Abstract: Deep convection systems (DCSs) can rapidly lift water vapor and other pollutants from the lower troposphere to the upper troposphere and lower stratosphere. The main detrainment height determines the level to which the air parcel is lifted. We analyzed the main detrainment height over the Tibetan Plateau and its southern slope based on the CloudSat Cloud Profiling Radar 2B_GEOPROF dataset and the Aura Microwave Limb Sounder Level 2 cloud ice product onboard the A-train constellation of Earth-observing satellites.

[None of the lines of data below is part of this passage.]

// Copyright 2019-2023 ChainSafe Systems
// SPDX-License-Identifier: Apache-2.0, MIT

use cid::Cid;
use thiserror::Error;

/// Storage miner error
#[derive(Debug, Error)]
pub enum Error {
    /// A proposal failed validation; the reason goes back to the client on
    /// a `Rejected` response and is not an infrastructure error.
    #[error("{0}")]
    ProposalRejected(String),
    #[error(transparent)]
    Store(#[from] db::Error),
    #[error("encoding error: {0}")]
    Encoding(String),
    #[error("no deal found for proposal {0}")]
    DealNotFound(Cid),
    #[error("Mining disabled, can not process proposal")]
    MiningDisabled,
    #[error("{0}")]
    Other(String),
}

impl From<fvm_ipld_encoding::Error> for Error {
    fn from(e: fvm_ipld_encoding::Error) -> Self {
        Error::Encoding(e.to_string())
    }
}

impl From<serde_json::Error> for Error {
    fn from(e: serde_json::Error) -> Self {
        Error::Encoding(e.to_string())
    }
}
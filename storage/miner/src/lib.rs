// Copyright 2019-2023 ChainSafe Systems
// SPDX-License-Identifier: Apache-2.0, MIT

//! Miner side of the storage deal protocol.
//!
//! Listens on two protocols: `make-deal`, where clients propose deals backed
//! by a payment-channel voucher schedule, and `query-deal`, where they poll a
//! deal's state. Accepted pieces are handed to the sector builder for
//! sealing, the deal moving Accepted -> Staged -> Posted (or Failed) as the
//! data lands, is staged into a sector, and that sector's commitment appears
//! on chain. Independently, every chain head change gives the proving
//! scheduler a chance to generate and submit the proof-of-spacetime for the
//! current proving period.

mod commitments;
mod deal_store;
mod deals_awaiting_seal;
mod error;
mod miner;
mod payment;
pub mod paymentbroker;
mod porcelain;
mod post;
mod protocol;
mod sectorbuilder;
#[cfg(test)]
pub(crate) mod testing;

pub use commitments::*;
pub use deal_store::DealStore;
pub use deals_awaiting_seal::{DealsAwaitingSeal, OnSealFail, OnSealSuccess};
pub use error::Error;
pub use miner::Miner;
pub use porcelain::{DagService, MinerPorcelain};
pub use post::{HeadChange, PROVING_PERIOD_BLOCKS};
pub use protocol::*;
pub use sectorbuilder::*;
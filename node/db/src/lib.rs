// Copyright 2019-2023 ChainSafe Systems
// SPDX-License-Identifier: Apache-2.0, MIT

mod errors;
mod memory;

pub use errors::Error;
pub use memory::MemoryDb;

/// Store interface used as a KV store implementation
pub trait Store {
    /// Read single value from data store and return `None` if key doesn't exist.
    fn read<K>(&self, key: K) -> Result<Option<Vec<u8>>, Error>
    where
        K: AsRef<[u8]>;

    /// Write a single value to the data store.
    fn write<K, V>(&self, key: K, value: V) -> Result<(), Error>
    where
        K: AsRef<[u8]>,
        V: AsRef<[u8]>;

    /// Delete value at key.
    fn delete<K>(&self, key: K) -> Result<(), Error>
    where
        K: AsRef<[u8]>;

    /// Returns `Ok(true)` if key exists in store
    fn exists<K>(&self, key: K) -> Result<bool, Error>
    where
        K: AsRef<[u8]>;

    /// Read all key-value pairs whose key starts with the given prefix.
    /// Used to rebuild in-memory state from a namespaced section of the
    /// store on startup.
    fn iter_prefix<K>(&self, prefix: K) -> Result<Vec<(Vec<u8>, Vec<u8>)>, Error>
    where
        K: AsRef<[u8]>;
}
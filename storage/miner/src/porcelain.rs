// Copyright 2019-2023 ChainSafe Systems
// SPDX-License-Identifier: Apache-2.0, MIT

use async_trait::async_trait;
use cid::Cid;
use fvm_ipld_encoding::RawBytes;
use fvm_shared::address::Address;
use fvm_shared::clock::ChainEpoch;
use fvm_shared::econ::TokenAmount;

use crate::error::Error;

/// Subset of the node's porcelain API that the storage miner depends on.
/// The full node implements this against its chain store, message pool and
/// configuration; tests swap in a scripted provider.
#[async_trait]
pub trait MinerPorcelain: Send + Sync {
    /// Current best-chain block height.
    async fn chain_block_height(&self) -> Result<ChainEpoch, Error>;

    /// The miner's offered storage price per byte per block, from the
    /// `mining.storagePrice` configuration key. The node's configuration is
    /// dynamically typed; narrowing happens behind this port.
    fn config_storage_price(&self) -> Result<TokenAmount, Error>;

    /// Enqueue a signed message and return its cid.
    async fn message_send(
        &self,
        from: Address,
        to: Address,
        value: TokenAmount,
        gas_price: TokenAmount,
        gas_limit: u64,
        method: &str,
        params: RawBytes,
    ) -> Result<Cid, Error>;

    /// Read-only actor call; returns the raw return values.
    async fn message_query(
        &self,
        from: Option<Address>,
        to: Address,
        method: &str,
        params: RawBytes,
    ) -> Result<Vec<RawBytes>, Error>;

    /// Resolve once the given message appears in a committed block, however
    /// long that takes. Callers bound the wait with their own deadline.
    async fn message_wait(&self, msg_cid: &Cid) -> Result<(), Error>;
}

/// Content-addressed fetch of piece data.
#[async_trait]
pub trait DagService: Send + Sync {
    /// Fetch the DAG rooted at `cid` from the network into the local block
    /// store.
    async fn fetch(&self, cid: &Cid) -> Result<(), Error>;
}
// Copyright 2019-2023 ChainSafe Systems
// SPDX-License-Identifier: Apache-2.0, MIT

//! Client-visible surface of the on-chain payment broker actor: the channel
//! state returned by its `ls` method and the signed vouchers drawn against a
//! channel. The actor itself runs on chain; only its wire types and the
//! voucher signature scheme live here.

use std::fmt;

use blake2b_simd::Params;
use fvm_ipld_encoding::to_vec;
use fvm_ipld_encoding::tuple::*;
use fvm_shared::address::Address;
use fvm_shared::clock::ChainEpoch;
use fvm_shared::crypto::signature::{Signature, SignatureType};
use fvm_shared::econ::TokenAmount;
use serde::{Deserialize, Serialize};

use crate::error::Error;

/// Address of the payment broker singleton actor.
pub const PAYMENT_BROKER_ACTOR_ADDR: Address = Address::new_id(6);

/// Maximum epochs between the current head and the first voucher, and
/// between consecutive vouchers. Shared with storage clients.
pub const VOUCHER_INTERVAL: ChainEpoch = 150;

/// Epochs a payment channel must remain open past its final voucher.
pub const CHANNEL_EXPIRY_INTERVAL: ChainEpoch = 2880;

/// Identifier of a payment channel within the broker actor's state.
#[derive(Debug, Clone, Copy, PartialEq, Eq, Hash, Serialize, Deserialize)]
pub struct ChannelId(pub u64);

impl ChannelId {
    /// Key under which the broker's `ls` return indexes this channel.
    pub fn key(&self) -> String {
        self.0.to_string()
    }
}

impl fmt::Display for ChannelId {
    fn fmt(&self, f: &mut fmt::Formatter<'_>) -> fmt::Result {
        write!(f, "{}", self.0)
    }
}

/// A payment channel as reported by the broker actor's `ls` method.
#[derive(Debug, Clone, PartialEq, Serialize_tuple, Deserialize_tuple)]
pub struct PaymentChannel {
    /// Account the channel pays out to.
    pub target: Address,
    /// Funds committed to the channel on chain.
    pub amount: TokenAmount,
    /// Funds already redeemed from the channel.
    pub amount_redeemed: TokenAmount,
    /// Epoch at which the channel closes and unredeemed funds return to the
    /// payer.
    pub eol: ChainEpoch,
}

/// Authorization, signed by the payer, to draw `amount` from a channel at or
/// after `valid_at`.
#[derive(Debug, Clone, PartialEq, Serialize_tuple, Deserialize_tuple)]
pub struct PaymentVoucher {
    pub amount: TokenAmount,
    pub valid_at: ChainEpoch,
    pub signature: Signature,
}

/// The payload a voucher signature covers. Both signer and verifier must
/// produce identical bytes for identical inputs.
fn voucher_payload(
    payer: &Address,
    channel: ChannelId,
    amount: &TokenAmount,
    valid_at: ChainEpoch,
) -> Result<Vec<u8>, Error> {
    Ok(to_vec(&(payer, channel, amount, valid_at))?)
}

/// Sign the voucher payload with the payer's secp256k1 key.
pub fn sign_voucher(
    payer: &Address,
    channel: ChannelId,
    amount: &TokenAmount,
    valid_at: ChainEpoch,
    key: &libsecp256k1::SecretKey,
) -> Result<Signature, Error> {
    let payload = voucher_payload(payer, channel, amount, valid_at)?;
    let message = libsecp256k1::Message::parse(&blake2b_256(&payload));
    let (sig, recovery_id) = libsecp256k1::sign(&message, key);

    let mut bytes = [0u8; 65];
    bytes[..64].copy_from_slice(&sig.serialize());
    bytes[64] = recovery_id.serialize();
    Ok(Signature::new_secp256k1(bytes.to_vec()))
}

/// Check a voucher signature by recovering the signing key and comparing the
/// address it hashes to against the payer.
pub fn verify_voucher_signature(
    payer: &Address,
    channel: ChannelId,
    amount: &TokenAmount,
    valid_at: ChainEpoch,
    signature: &Signature,
) -> bool {
    if signature.signature_type() != SignatureType::Secp256k1 || signature.bytes.len() != 65 {
        return false;
    }
    let payload = match voucher_payload(payer, channel, amount, valid_at) {
        Ok(payload) => payload,
        Err(_) => return false,
    };
    let message = libsecp256k1::Message::parse(&blake2b_256(&payload));

    let sig = match libsecp256k1::Signature::parse_standard_slice(&signature.bytes[..64]) {
        Ok(sig) => sig,
        Err(_) => return false,
    };
    let recovery_id = match libsecp256k1::RecoveryId::parse(signature.bytes[64]) {
        Ok(id) => id,
        Err(_) => return false,
    };
    let public_key = match libsecp256k1::recover(&message, &sig, &recovery_id) {
        Ok(key) => key,
        Err(_) => return false,
    };

    match Address::new_secp256k1(&public_key.serialize()) {
        Ok(signer) => signer == *payer,
        Err(_) => false,
    }
}

fn blake2b_256(ingest: &[u8]) -> [u8; 32] {
    let digest = Params::new()
        .hash_length(32)
        .to_state()
        .update(ingest)
        .finalize();

    let mut ret = [0u8; 32];
    ret.clone_from_slice(digest.as_bytes());
    ret
}
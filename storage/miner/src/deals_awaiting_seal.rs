// Copyright 2019-2023 ChainSafe Systems
// SPDX-License-Identifier: Apache-2.0, MIT

//! Book-keeping for the race between `add_piece` returning a sector id and
//! that sector's seal outcome arriving. A sector commit can land on chain
//! before the deal worker records the sector/deal mapping, so seal outcomes
//! are cached here and either arrival order produces the same callbacks.

use std::collections::HashMap;

use cid::Cid;
use fvm_shared::sector::SectorNumber;
use parking_lot::Mutex;
use serde::{Deserialize, Serialize};

use crate::error::Error;
use crate::sectorbuilder::SealedSectorMetadata;

pub type OnSealSuccess = Box<dyn Fn(Cid, &SealedSectorMetadata) + Send + Sync>;
pub type OnSealFail = Box<dyn Fn(Cid, &str) + Send + Sync>;

/// The serialized portion of the registry. A sector id lives in at most one
/// of the three maps at any instant.
#[derive(Debug, Default, Clone, PartialEq, Serialize, Deserialize)]
pub(crate) struct AwaitingSealState {
    /// Deals with a piece in the sector, awaiting its seal outcome.
    #[serde(with = "cids_json")]
    pub sectors_to_deals: HashMap<SectorNumber, Vec<Cid>>,
    /// Seal successes that arrived before any deal registered against them.
    pub successful_sectors: HashMap<SectorNumber, SealedSectorMetadata>,
    /// Seal failures that arrived before any deal registered against them.
    pub failed_sectors: HashMap<SectorNumber, String>,
}

/// Reconciles per-sector seal outcomes with per-deal registrations arriving
/// in either order. Callbacks into the deal store are installed at
/// construction and invoked with the registry lock held; they must not call
/// back in.
pub struct DealsAwaitingSeal {
    state: Mutex<AwaitingSealState>,
    on_success: OnSealSuccess,
    on_fail: OnSealFail,
}

impl DealsAwaitingSeal {
    pub fn new(on_success: OnSealSuccess, on_fail: OnSealFail) -> Self {
        DealsAwaitingSeal {
            state: Mutex::new(AwaitingSealState::default()),
            on_success,
            on_fail,
        }
    }

    /// Register a deal against the sector carrying its piece. If the
    /// sector's seal outcome already arrived, the matching callback fires
    /// now and the cached outcome is consumed; at most one late
    /// registration is expected per sector.
    pub fn register(&self, sector_id: SectorNumber, deal_cid: Cid) {
        let mut state = self.state.lock();
        if let Some(sector) = state.successful_sectors.remove(&sector_id) {
            (self.on_success)(deal_cid, &sector);
        } else if let Some(message) = state.failed_sectors.remove(&sector_id) {
            (self.on_fail)(deal_cid, &message);
        } else {
            state
                .sectors_to_deals
                .entry(sector_id)
                .or_default()
                .push(deal_cid);
        }
    }

    /// Record a successful seal, notifying every deal already registered
    /// against the sector and caching the outcome for late registrations.
    pub fn report_success(&self, sector: SealedSectorMetadata) {
        let mut state = self.state.lock();
        if let Some(deals) = state.sectors_to_deals.remove(&sector.sector_id) {
            for deal_cid in deals {
                (self.on_success)(deal_cid, &sector);
            }
        }
        state.successful_sectors.insert(sector.sector_id, sector);
    }

    /// Record a failed seal; symmetric to [`Self::report_success`].
    pub fn report_failure(&self, sector_id: SectorNumber, message: &str) {
        let mut state = self.state.lock();
        if let Some(deals) = state.sectors_to_deals.remove(&sector_id) {
            for deal_cid in deals {
                (self.on_fail)(deal_cid, message);
            }
        }
        state.failed_sectors.insert(sector_id, message.to_string());
    }

    /// The three maps as one blob, for persistence under a single key.
    pub fn snapshot(&self) -> Result<Vec<u8>, Error> {
        Ok(serde_json::to_vec(&*self.state.lock())?)
    }

    /// Replace the maps with a blob previously written by
    /// [`Self::snapshot`].
    pub fn restore(&self, bytes: &[u8]) -> Result<(), Error> {
        *self.state.lock() = serde_json::from_slice(bytes)?;
        Ok(())
    }

    pub(crate) fn state(&self) -> AwaitingSealState {
        self.state.lock().clone()
    }
}

/// Cids as strings inside the text-encoded registry blob, matching how the
/// blob has historically been written to disk.
mod cids_json {
    use super::*;
    use serde::de::Error as _;
    use serde::{Deserializer, Serializer};
    use std::str::FromStr;

    pub fn serialize<S: Serializer>(
        map: &HashMap<SectorNumber, Vec<Cid>>,
        serializer: S,
    ) -> Result<S::Ok, S::Error> {
        let stringified: HashMap<&SectorNumber, Vec<String>> = map
            .iter()
            .map(|(k, cids)| (k, cids.iter().map(|c| c.to_string()).collect()))
            .collect();
        stringified.serialize(serializer)
    }

    pub fn deserialize<'de, D: Deserializer<'de>>(
        deserializer: D,
    ) -> Result<HashMap<SectorNumber, Vec<Cid>>, D::Error> {
        let stringified: HashMap<SectorNumber, Vec<String>> =
            Deserialize::deserialize(deserializer)?;
        stringified
            .into_iter()
            .map(|(k, cids)| {
                let cids = cids
                    .iter()
                    .map(|c| Cid::from_str(c).map_err(D::Error::custom))
                    .collect::<Result<Vec<_>, _>>()?;
                Ok((k, cids))
            })
            .collect()
    }
}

It was found that the DCSs over the Tibetan Plateau and its southern slope have a higher main detrainment height (about 10−16 km) than other regions in the same latitude. The mean main detrainment heights are 12.9 and 13.3 km over the Tibetan Plateau and its southern slope, respectively. The cloud ice water path decreases by 16.8% after excluding the influences of DCSs, and the height with the maximum increase in cloud ice water content is located at 178 hPa (about 13 km). The main detrainment height and outflow horizontal range are higher and larger over the central and eastern Tibetan Plateau, the west of the southern slope, and the southeastern edge of the Tibetan Plateau than that over the northwestern Tibetan Plateau. The main detrainment height and outflow horizontal range are lower and broader at nighttime than during daytime.

摘要: 深对流系统能够快速的将对流层下层的水汽和污染物输送到对流层上层和平流层下层,其主要溢出高度则决定了气块被深对流抬升后影响环境场的高度。基于A-train卫星编队中的CloudSat和Aura两颗卫星对青藏高原及其南坡深对流的联合观测,本文对深对流在青藏高原及其南坡的主要溢出高度以及出流对环境场冰水含量的影响进行了综合的分析研究。主要的结论如下:通过CloudSat CPR对云雷达回波的观测发现青藏高原及其南坡的深对流相比同纬度的其他地区有较高的主要溢出高度,深对流出流云砧分布在10-16 km。平均的主要溢出高度在青藏高原及其南坡分别为12.9和13.3 km。具有较高出流高度和较大出流范围的深对流则主要分布在青藏高原的中东部以及高原南坡。夜间发生的深对流相比白天出流高度较低但是出流范围更大。结合Aura MLS对冰水含量的观测也表明在深对流出流过程中环境场冰水含量的最大增加层也发生在178 hPa (约13 km)。深对流对气候态的平均冰水路径有显著影响,去除深对流的影响后,夏季平均冰水路径将减少16.8%。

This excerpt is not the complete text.